United States Court of Appeals, First Circuit

June 9, 2016

UNITED STATES OF AMERICA, Appellee,
v.
PAUL BEY, Defendant, Appellee.

         APPEAL FROM THE UNITED STATES DISTRICT COURT FOR THE DISTRICT OF MASSACHUSETTS [Hon. Patti B. Saris, U.S. District Judge]

          Vivianne Jeruchim, with whom Jeruchim & Davenport, LLP, was on brief, for appellant.

          Randall E. Kromm, Assistant United States Attorney, with whom Carmen M. Ortiz, United States Attorney, was on brief, for appellee.

          Before Lynch, Kayatta, and Barron, Circuit Judges.

          KAYATTA, Circuit Judge.

         Paul Bey pleaded guilty to a variety of drug and firearm offenses. Pursuant to Federal Rule of Criminal Procedure 11(a)(2), Bey's plea agreement reserved his right to have this court review the district court's denial of his motion to suppress the results of a search following an evidentiary hearing. Otherwise, the plea agreement expressly waived Bey's right to appeal his conviction, or to appeal any sentence that did not exceed seventy months. Bey now appeals not only the denial of the suppression motion, but also his sixty-month sentence, arguing that enforcing his waiver of any right to challenge his sentence would be a miscarriage of justice because the trial court incorrectly calculated the sentencing range under the United States Sentencing Guidelines (the "Guidelines"). For the reasons that follow, we affirm the denial of the suppression motion and reject the challenge to the sentence as waived.

         I. Background

         Because this appeal follows a guilty plea, we derive the facts from the plea agreement, the change-of-plea colloquy, the unchallenged portions of the presentence investigation report, and the sentencing hearing transcript. See United States v. Ocasio-Cancel, 727 F.3d 85, 88 (1st Cir. 2013). Further, "we recite the [additional] facts as found by the district court [in the evidentiary hearing] to the extent they are not clearly erroneous."[1] United States v. Beras, 183 F.3d 22, 24 (1st Cir. 1999).

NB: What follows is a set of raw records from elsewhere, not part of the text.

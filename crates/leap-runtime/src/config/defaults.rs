//! Library defaults for `RuntimeConfig`
//!
//! Every value here can be overridden by the matching `LEAP_*` environment
//! variable through `RuntimeConfig::from_env()`.

use leap_core::constants::LINC_QUEUE_DEPTH;

/// Worker threads draining the ready queue
pub const NUM_WORKERS: usize = 4;

/// Depth of queues allocated for newly connected channels
pub const QUEUE_DEPTH: usize = LINC_QUEUE_DEPTH;

/// Rule steps a module may take in one slice before yielding
pub const FAIRNESS_QUANTUM: u32 = 64;

/// Consecutive stalls before a possible-deadlock warning
pub const STALL_WARN: u64 = 100_000;

/// Consecutive stalls before a module is terminated (0 = never)
pub const STALL_FATAL: u64 = 0;

/// How often `execute()` checks the active-module count
pub const POLL_INTERVAL_MS: u64 = 1;

/// Spins before an idle worker parks
pub const IDLE_SPINS: u32 = 64;

/// Upper bound on one park
pub const PARK_TIMEOUT_MS: u64 = 10;

pub const DEBUG: bool = false;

         On July 19, 2013, five police officers with the Everett, Massachusetts, Police Department sought to execute a warrant for Bey's arrest that stemmed from a domestic violence dispute involving a firearm. Based on information offered by the victim of that earlier offense, the officers determined that Bey was likely staying at the home of Clarissa Summons in Everett. Bey was barred from being within 100 yards of Summons's residence by an abuse prevention order.

         Sergeant Stallbaum was one of the five officers who arrived at Summons's apartment and later testified at the evidentiary hearing. Stallbaum, in testimony credited by the district court, stated that Summons responded to the officers' knocks on her front door.[2] Asked whether Bey was inside, Summons repeated aloud, "Is Paul Bey here?", and stated that she was not sure whether Bey was in the residence. According to Stallbaum, Summons then looked to her left and put her finger to her lips in a hushing gesture. She then backed into the apartment while opening the door to the home. The officers took this as both an acknowledgment of Bey's presence in the residence and an invitation to enter.

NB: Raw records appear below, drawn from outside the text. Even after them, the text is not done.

#[cfg(test)]
mod tests {
    use super::*;
    use leap_core::MemoryStats;
    use leap_rrr::{ChunkedChannel, LoopbackDevice};

    type Link = ChunkedChannel<LoopbackDevice>;

    fn config(credits: u32) -> ChanioConfig {
        ChanioConfig::new().credits(credits)
    }

    fn io(name: &str, end: Link, credits: u32) -> (ChannelIo, Arc<Link>) {
        let end = Arc::new(end);
        let io = ChannelIo::new(name, end.clone(), config(credits)).unwrap();
        (io, end)
    }

    /// Feed everything waiting on `end` into `io`
    fn pump(end: &Link, io: &ChannelIo) -> usize {
        let mut n = 0;
        while let Some(msg) = end.try_read().unwrap() {
            io.handle(msg).unwrap();
            n += 1;
        }
        n
    }

    #[test]
    fn test_push_pop_returns_credits() {
        let (a, b) = ChunkedChannel::loopback_pair();
        let (tx_io, tx_end) = io("a", a, 4);
        let (rx_io, rx_end) = io("b", b, 4);
        let tx = tx_io.outbound("data").unwrap();
        let rx = rx_io.inbound("data").unwrap();

        // 2-byte payloads fit one chunk, 20-byte payloads take three
        tx.try_push(vec![1, 2]).unwrap();
        tx.try_push(vec![7; 20]).unwrap();
        assert_eq!(tx.credits().available(), 0);
        assert_eq!(tx.try_push(vec![3]), Err(TryPushError(vec![3])));

        assert_eq!(pump(&rx_end, &rx_io), 2);
        assert_eq!(rx.peek_len(), 2);
        assert_eq!(rx.try_pop(), Some(vec![1, 2]));
        assert_eq!(rx.pop(), vec![7; 20]);
        assert_eq!(rx.credits_returned(), 4);

        assert_eq!(pump(&tx_end, &tx_io), 2);
        assert_eq!(tx.credits().available(), 4);
        assert!(tx.credits().is_conserved());
    }

    #[test]
    fn test_ids_follow_registration_order() {
        let (a, _b) = ChunkedChannel::loopback_pair();
        let (io, _) = io("a", a, 4);
        assert_eq!(io.outbound("x").unwrap().id(), 0);
        assert_eq!(io.outbound("y").unwrap().id(), 1);
        assert_eq!(io.inbound("x").unwrap().id(), 0);
        assert!(matches!(io.outbound("y"), Err(ChanioError::DuplicateName(_))));
        assert_eq!(
            io.handle(Message::new(CHANNEL_LI_DATA, 5, 0)),
            Err(ChanioError::UnknownChannel { direction: "inbound", id: 5 })
        );
    }

    #[test]
    fn test_oversized_push_fails() {
        let (a, _b) = ChunkedChannel::loopback_pair();
        let (io, _) = io("a", a, 2);
        let tx = io.outbound("x").unwrap();
        assert_eq!(tx.push(vec![0; 100]), Err(ChanioError::TooLarge { chunks: 10, credits: 2 }));
    }

    #[test]
    fn test_blocking_push_resumes_on_credit() {
        let (a, b) = ChunkedChannel::loopback_pair();
        let (tx_io, tx_end) = io("a", a, 1);
        let (rx_io, rx_end) = io("b", b, 1);
        let tx = tx_io.outbound("c").unwrap();
        let rx = rx_io.inbound("c").unwrap();

        tx.push(vec![1]).unwrap();
        let sender = std::thread::spawn(move || tx.push(vec![2]).map(|_| tx));
        std::thread::sleep(Duration::from_millis(30));

        pump(&rx_end, &rx_io);
        assert_eq!(rx.pop(), vec![1]);
        pump(&tx_end, &tx_io);

        let tx = sender.join().unwrap().unwrap();
        pump(&rx_end, &rx_io);
        assert_eq!(rx.pop(), vec![2]);

        let stats = MemoryStats::new();
        tx_io.report_stats(&stats);
        assert_eq!(stats.get("chanio.a.c.sent"), Some(2));
        assert_eq!(stats.get("chanio.a.c.credit_stalls"), Some(1));
        drop(tx);
    }

    #[test]
    fn test_route_through_buffers_and_drains_in_order() {
        // a --link1--> b --link2--> c, two one-chunk credits per hop
        let (a_end, b_end1) = ChunkedChannel::loopback_pair();
        let (b_end2, c_end) = ChunkedChannel::loopback_pair();
        let (a_io, a_end) = io("a", a_end, 2);
        let (b1_io, b_end1) = io("b1", b_end1, 2);
        let (b2_io, b_end2) = io("b2", b_end2, 2);
        let (c_io, c_end) = io("c", c_end, 2);

        let tx = a_io.outbound("ac").unwrap();
        let hop = b1_io.route_through("ac", b2_io.outbound("ac").unwrap()).unwrap();
        let rx = c_io.inbound("ac").unwrap();

        tx.try_push(vec![0]).unwrap();
        tx.try_push(vec![1]).unwrap();
        // Downstream has credit: both go straight through and free upstream
        pump(&b_end1, &b1_io);
        assert_eq!(hop.backlog_len(), 0);
        pump(&a_end, &a_io);
        assert_eq!(tx.credits().available(), 2);

        tx.try_push(vec![2]).unwrap();
        tx.try_push(vec![3]).unwrap();
        // Downstream is out of credit: queued, upstream credit held
        pump(&b_end1, &b1_io);
        assert_eq!(hop.backlog_len(), 2);
        assert_eq!(pump(&a_end, &a_io), 0);
        assert!(tx.try_push(vec![4]).is_err());

        pump(&c_end, &c_io);
        assert_eq!(rx.try_pop(), Some(vec![0]));
        // The returned credit lets exactly one queued message through
        pump(&b_end2, &b2_io);
        assert_eq!(hop.backlog_len(), 1);
        assert_eq!(pump(&a_end, &a_io), 1);
        assert_eq!(tx.credits().available(), 1);

        assert_eq!(rx.try_pop(), Some(vec![1]));
        pump(&b_end2, &b2_io);
        assert_eq!(hop.backlog_len(), 0);
        pump(&c_end, &c_io);
        assert_eq!(rx.try_pop(), Some(vec![2]));
        assert_eq!(rx.try_pop(), Some(vec![3]));
        assert_eq!(hop.forwarded(), 4);
        assert!(tx.credits().is_conserved());
        assert!(hop.outbound().credits().is_conserved());
    }

    #[test]
    fn test_route_through_rejects_message_larger_than_downstream_budget() {
        // a --8 credits--> b1 | b2 --2 credits--> c
        let (a_end, b_end1) = ChunkedChannel::loopback_pair();
        let (b_end2, c_end) = ChunkedChannel::loopback_pair();
        let (a_io, a_end) = io("a", a_end, 8);
        let (b1_io, b_end1) = io("b1", b_end1, 8);
        let (b2_io, _b_end2) = io("b2", b_end2, 2);
        let (c_io, c_end) = io("c", c_end, 2);

        let tx = a_io.outbound("ac").unwrap();
        let hop = b1_io.route_through("ac", b2_io.outbound("ac").unwrap()).unwrap();
        let rx = c_io.inbound("ac").unwrap();

        // 30 bytes take four chunks, more than the second hop ever grants
        tx.try_push(vec![0xAB; 30]).unwrap();
        tx.try_push(vec![9]).unwrap();
        let mut results = Vec::new();
        while let Some(msg) = b_end1.try_read().unwrap() {
            results.push(b1_io.handle(msg));
        }
        assert_eq!(
            results,
            vec![Err(ChanioError::TooLarge { chunks: 4, credits: 2 }), Ok(())]
        );
        assert_eq!(hop.backlog_len(), 0);

        // Upstream gets every credit back, the small message still arrives
        assert_eq!(pump(&a_end, &a_io), 2);
        assert_eq!(tx.credits().available(), 8);
        assert!(tx.credits().is_conserved());
        pump(&c_end, &c_io);
        assert_eq!(rx.try_pop(), Some(vec![9]));
    }

    #[test]
    fn test_failed_credit_return_keeps_payload() {
        let (a, b) = ChunkedChannel::loopback_pair();
        let (tx_io, _tx_end) = io("a", a, 4);
        let (rx_io, rx_end) = io("b", b, 4);
        let tx = tx_io.outbound("d").unwrap();
        let rx = rx_io.inbound("d").unwrap();

        tx.try_push(vec![5]).unwrap();
        pump(&rx_end, &rx_io);
        rx_end.device().close();

        assert_eq!(rx.try_pop(), Some(vec![5]));
        assert_eq!(rx.credits_owed(), 1);
        assert_eq!(rx.credits_returned(), 0);
        assert!(rx.return_owed().is_err());
        assert_eq!(rx.credits_owed(), 1);
        assert_eq!(rx.try_pop(), None);
    }

    #[test]
    fn test_randomized_end_to_end_conservation() {
        let (a, b) = ChunkedChannel::loopback_pair();
        let (tx_io, tx_end) = io("a", a, 8);
        let (rx_io, rx_end) = io("b", b, 8);
        let tx = tx_io.outbound("r").unwrap();
        let rx = rx_io.inbound("r").unwrap();

        let mut seed: u64 = 42;
        let mut next = move || {
            seed = seed.wrapping_mul(6364136223846793005).wrapping_add(1442695040888963407);
            (seed >> 33) as usize
        };
        let (mut sent, mut got) = (0u32, 0u32);
        for _ in 0..2_000 {
            match next() % 3 {
                0 => {
                    let len = next() % 40;
                    let mut payload = sent.to_le_bytes().to_vec();
                    payload.resize(4 + len, 0xEE);
                    if tx.try_push(payload).is_ok() {
                        sent += 1;
                    }
                }
                1 => {
                    pump(&rx_end, &rx_io);
                    if let Some(p) = rx.try_pop() {
                        assert_eq!(u32::from_le_bytes([p[0], p[1], p[2], p[3]]), got);
                        got += 1;
                    }
                }
                _ => {
                    pump(&tx_end, &tx_io);
                }
            }
            let c = tx.credits();
            assert!(c.is_conserved());
            assert!(c.in_flight() <= c.initial());
        }
        assert!(got <= sent);
    }
}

         At this point, the officers entered the home, drew their weapons, and quickly found Bey in a bedroom. Concerned for his own safety, Stallbaum moved a black backpack on a nearby bed away from Bey's reach, later testifying that he noticed that the bag felt heavy and the objects inside were distributed unevenly. The officers handcuffed Bey and asked him, before issuing Miranda warnings, whether the backpack was his. Bey told the officers the bag belonged to Summons. The officers removed Bey from the apartment.

         After Bey's departure, several officers stayed behind and "look[ed] around" Summons's apartment. While Stallbaum left to obtain a standard-issue consent to search form, another officer on the scene, Officer McCabe, asked Summons for detailed information regarding her four-year-old son who lived in the home and was present at the time of the arrest. At some point in this conversation, McCabe mentioned contacting the Massachusetts Department of Children and Families ("DCF"). The district court found that McCabe did not, however, refer directly to the possibility of removing Summons's son from the home.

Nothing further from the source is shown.